Tumor-targeted co-delivery of mitomycin C and 10-hydroxycamptothecin via micellar nanocarriers for enhanced anticancer efficacy†
Abstract
Lipophilicity enhancement of mitomycin C (MMC) was achieved by the introduction of soybean phosphatidyhlcholine (SPC, a kind of phospholipid) (Molecular Pharmaceutics, 2013, 10, 90–101). In addition, the co-delivery of both drugs with one kind of nanoscale drug carrier provided a promising strategy to realize synergistic therapeutic effects and overcome drug resistance in cancer therapy. In this work, we developed folate (FA) functionalized MMC–SPC phospholipid complexes and 10-hydroxycamptothecin (HCPT)-loaded micelles (MMC/HCPT loaded FA-micelles) by film hydration followed by a dialysis and extrusion technique. The MMC/HCPT loaded FA-micelles possessed a nanoscale particle size, a well-controllable drug loading efficiency, and simultaneously sustained and pH-dependent drug release. In vitro cellular uptake analysis suggested that the MMC/HCPT loaded FA-micelles could be efficiently taken up by cancer cells via FA receptor-mediated endocytosis. In vitro cell viability studies demonstrated that the MMC/HCPT loaded FA-micelles showed time- and concentration-dependent cytotoxicity, and significantly enhanced the cytotoxicity compared to both free drugs.

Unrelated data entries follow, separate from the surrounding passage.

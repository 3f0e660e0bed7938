//! Property-based tests for repository path functions.
//!
//! These tests use proptest to generate random inputs and verify that
//! invariants hold for all possible inputs.

#[cfg(test)]
mod proptest_tests {
    use crate::path::{common_ancestor, depth, is_ancestor_or_self, normalize, overlaps};
    use proptest::prelude::*;

    /// Strategy producing normalized repository paths with up to 4 segments
    fn repository_path() -> impl Strategy<Value = String> {
        prop::collection::vec("[a-c]{1,2}", 0..4).prop_map(|segments| {
            if segments.is_empty() {
                "/".to_string()
            } else {
                format!("/{}", segments.join("/"))
            }
        })
    }

    // ============================================================================
    // normalize property tests
    // ============================================================================

    proptest! {
        /// Property: normalize is idempotent
        #[test]
        fn normalize_is_idempotent(input in "/[a-z/]{0,20}") {
            let once = normalize(&input).unwrap();
            let twice = normalize(&once).unwrap();
            prop_assert_eq!(once, twice);
        }

        /// Property: normalized paths never end with a slash (except the root)
        #[test]
        fn normalize_strips_trailing_slash(input in "/[a-z/]{0,20}") {
            let result = normalize(&input).unwrap();
            prop_assert!(result == "/" || !result.ends_with('/'));
            prop_assert!(!result.contains("//"));
        }
    }

    // ============================================================================
    // containment property tests
    // ============================================================================

    proptest! {
        /// Property: overlap is symmetric
        #[test]
        fn overlaps_is_symmetric(a in repository_path(), b in repository_path()) {
            prop_assert_eq!(overlaps(&a, &b), overlaps(&b, &a));
        }

        /// Property: an ancestor is never deeper than its descendant
        #[test]
        fn ancestor_is_not_deeper(a in repository_path(), b in repository_path()) {
            if is_ancestor_or_self(&a, &b) {
                prop_assert!(depth(&a) <= depth(&b));
            }
        }

        /// Property: the common ancestor contains every input path
        #[test]
        fn common_ancestor_contains_all(paths in prop::collection::vec(repository_path(), 1..5)) {
            let ancestor = common_ancestor(paths.iter().map(String::as_str));
            for path in &paths {
                prop_assert!(
                    is_ancestor_or_self(&ancestor, path),
                    "{} should contain {}",
                    ancestor,
                    path
                );
            }
        }

        /// Property: for overlapping paths the common ancestor is the shorter path
        #[test]
        fn common_ancestor_of_overlapping_paths_is_shorter(a in repository_path(), b in repository_path()) {
            if overlaps(&a, &b) {
                let shorter = if depth(&a) <= depth(&b) { &a } else { &b };
                prop_assert_eq!(&common_ancestor([a.as_str(), b.as_str()]), shorter);
            }
        }
    }
}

Moreover, the MMC/HCPT loaded FA-micelles can simultaneously deliver both MMC and HCPT to not only efficiently promote their accumulation in the tumor as a result of passive and active targeting, but also sufficiently inhibit the tumor growth compared to treatment with both free drugs while reducing the toxicity. The both MMC and HCPT anticancer drug-loaded FA-micelles can be considered as effective therapeutic systems for targeted drug co-delivery and combination cancer chemotherapy.